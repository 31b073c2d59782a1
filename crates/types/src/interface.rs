//! Four-byte capability tags used for feature discovery on resolvers.

use serde::{Deserialize, Serialize};
use std::fmt;

#[derive(Clone, Copy, PartialEq, Eq, Hash, Serialize, Deserialize)]
pub struct InterfaceId(pub [u8; 4]);

impl InterfaceId {
    pub const fn from_u32(value: u32) -> Self {
        Self(value.to_be_bytes())
    }

    pub fn as_u32(&self) -> u32 {
        u32::from_be_bytes(self.0)
    }
}

impl fmt::Display for InterfaceId {
    fn fmt(&self, f: &mut fmt::Formatter<'_>) -> fmt::Result {
        write!(f, "0x{:08x}", self.as_u32())
    }
}

impl fmt::Debug for InterfaceId {
    fn fmt(&self, f: &mut fmt::Formatter<'_>) -> fmt::Result {
        write!(f, "InterfaceId({self})")
    }
}

/// Capability discovery itself.
pub const INTERFACE_META_ID: InterfaceId = InterfaceId::from_u32(0x01ff_c9a7);
/// `addr` / `set_addr`.
pub const ADDR_INTERFACE_ID: InterfaceId = InterfaceId::from_u32(0x3b3b_57de);
/// `name` / `set_name`.
pub const NAME_INTERFACE_ID: InterfaceId = InterfaceId::from_u32(0x691f_3431);
/// `abi` / `set_abi`.
pub const ABI_INTERFACE_ID: InterfaceId = InterfaceId::from_u32(0x2203_ab56);
/// `pubkey` / `set_pubkey`.
pub const PUBKEY_INTERFACE_ID: InterfaceId = InterfaceId::from_u32(0xc869_0233);
/// `text` / `set_text`.
pub const TEXT_INTERFACE_ID: InterfaceId = InterfaceId::from_u32(0x59d1_d43c);
/// `contenthash` / `set_contenthash`.
pub const CONTENTHASH_INTERFACE_ID: InterfaceId = InterfaceId::from_u32(0xbc1c_58d1);
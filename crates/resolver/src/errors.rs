//! Error types for the public resolver

use hns_registry::RegistryError;
use hns_types::{Node, Principal};
use thiserror::Error;

#[derive(Error, Debug, Clone, PartialEq, Eq)]
pub enum ResolverError {
    #[error("Unauthorized: {caller} does not own node {node}")]
    Unauthorized { node: Node, caller: Principal },

    #[error("Invalid content type: {0:#x}")]
    InvalidContentType(u32),

    #[error(transparent)]
    Registry(RegistryError),
}

impl From<RegistryError> for ResolverError {
    fn from(value: RegistryError) -> Self {
        match value {
            RegistryError::Unauthorized { node, caller } => Self::Unauthorized { node, caller },
            other => Self::Registry(other),
        }
    }
}

pub type Result<T> = std::result::Result<T, ResolverError>;
//! Types for the public resolver

use hns_types::{ContentType, Node, Principal};
use serde::{Deserialize, Serialize};
use std::collections::BTreeMap;

/// SECP256k1-style public key coordinates.
#[derive(Debug, Clone, Copy, PartialEq, Eq, Serialize, Deserialize)]
pub struct PubKey {
    pub x: [u8; 32],
    pub y: [u8; 32],
}

/// Records held for a single node.
#[derive(Debug, Clone, Default, PartialEq, Eq, Serialize, Deserialize)]
pub struct ResolverRecord {
    /// Address the node resolves to
    pub addr: Option<Principal>,
    /// Canonical name, used for reverse resolution
    pub name: Option<String>,
    /// ABI blobs keyed by encoding; empty blobs are never stored
    pub abis: BTreeMap<ContentType, Vec<u8>>,
    pub pubkey: Option<PubKey>,
    pub texts: BTreeMap<String, String>,
    pub contenthash: Option<Vec<u8>>,
}

impl ResolverRecord {
    pub fn is_empty(&self) -> bool {
        *self == Self::default()
    }
}

/// Change journal entry, appended after every successful write.
#[derive(Debug, Clone, PartialEq, Eq, Serialize, Deserialize)]
#[serde(tag = "event", rename_all = "snake_case")]
pub enum ResolverEvent {
    AddrChanged { node: Node, addr: Principal },
    NameChanged { node: Node, name: String },
    AbiChanged { node: Node, content_type: ContentType },
    PubkeyChanged { node: Node, pubkey: PubKey },
    TextChanged { node: Node, key: String },
    ContenthashChanged { node: Node, hash: Vec<u8> },
}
++++++++++
Exercise:
Within the material above, extract exactly the lines that start at the line containing "impl fmt::Display for" and stop after the line containing "Capability discovery itself.", and only those.

Solution below:
impl fmt::Display for InterfaceId {
    fn fmt(&self, f: &mut fmt::Formatter<'_>) -> fmt::Result {
        write!(f, "0x{:08x}", self.as_u32())
    }
}

impl fmt::Debug for InterfaceId {
    fn fmt(&self, f: &mut fmt::Formatter<'_>) -> fmt::Result {
        write!(f, "InterfaceId({self})")
    }
}

/// Capability discovery itself.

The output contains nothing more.